Telestroke was used as an example of services exhibiting clear evidence; the MedPAC report said that an increase in CMS costs for telestroke services would be warranted since patients would benefit from access and quality. Also in the clear evidence category were telehealth services for enrollees with medical conditions that require chronic or intensive treatment (for instance, end stage renal disease), or conditions that result in physically debilitating symptoms (such as Parkinson’s disease).
In the “less clear” camp were mental health services, despite the large proportion of mental health telehealth services receiving reimbursement for 2016. The Commission saw those telehealth services as having the potential to considerably increase CMS costs, yet the question of “whether the quality of care beneficiaries receive would improve” would still be at issue, even though MedPAC acknowledged that mental health services delivered via telehealth might also offer patients greater accessibility to care.
And finally, those telehealth services viewed by the Commission as having unclear evidence of affording the balance of cost, access, and quality of care were remote patient monitoring, nursing home-based services, and direct-to-consumer (DTC) virtual visits. The report stated that these types of services (and these were just examples; the list is not exhaustive) may expand care access, but would at the same time increase costs, perhaps substantially, without clear evidence that convinced the Commission that a corresponding improvement in care would result.
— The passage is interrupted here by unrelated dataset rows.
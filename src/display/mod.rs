//! Local preview of the published stream.
//!
//! A display is strictly a side channel: it sees each frame after the frame
//! has been published, and its key poll can only ask the loop to stop.

#[cfg(feature = "display")]
mod window;

use anyhow::Result;

use crate::frame::Frame;

#[cfg(feature = "display")]
pub use window::MinifbDisplay;

pub const WINDOW_TITLE: &str = "IP Camera";

/// A key event reported by a display.
#[derive(Clone, Copy, Debug, PartialEq, Eq)]
pub enum Key {
    Escape,
    /// The window was closed by the window manager.
    WindowClosed,
    Other,
}

impl Key {
    /// Keys that end the session.
    pub fn is_abort(self) -> bool {
        matches!(self, Key::Escape | Key::WindowClosed)
    }
}

pub trait DisplaySink {
    /// Render one frame.
    fn show(&mut self, frame: &Frame) -> Result<()>;

    /// Non-blocking check for a pending key.
    fn poll_key(&mut self) -> Option<Key>;

    /// Tear down the window. Calling this again is a no-op.
    fn close(&mut self);
}

/// The windowed display for this build.
#[cfg(feature = "display")]
pub fn open_window() -> Result<Box<dyn DisplaySink>> {
    Ok(Box::new(MinifbDisplay::new(WINDOW_TITLE)))
}

#[cfg(not(feature = "display"))]
pub fn open_window() -> Result<Box<dyn DisplaySink>> {
    anyhow::bail!("the preview window requires the display feature")
}

/// Pack `bgr8` pixels into the `0RGB` words most window toolkits take.
pub fn bgr_to_0rgb(pixels: &[u8]) -> Vec<u32> {
    pixels
        .chunks_exact(3)
        .map(|px| (u32::from(px[2]) << 16) | (u32::from(px[1]) << 8) | u32::from(px[0]))
        .collect()
}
Overall, telehealth still not broadly utilized
The Commission noted that less than one percent of Medicare beneficiaries enrolled in commercial plans used telehealth in 2016, and also, that the reimbursed telehealth coverage under Medicare when looked at through the lens of all Medicare reimbursed services is a tiny fraction of the whole. Still, MedPAC had a recommendation for the CMS within the report: that Medicare only consider telehealth services that have been shown to balance cost with access and quality of care. And it is this cautious mindset that may concern telehealth advocates working for deeper expansion into Medicare.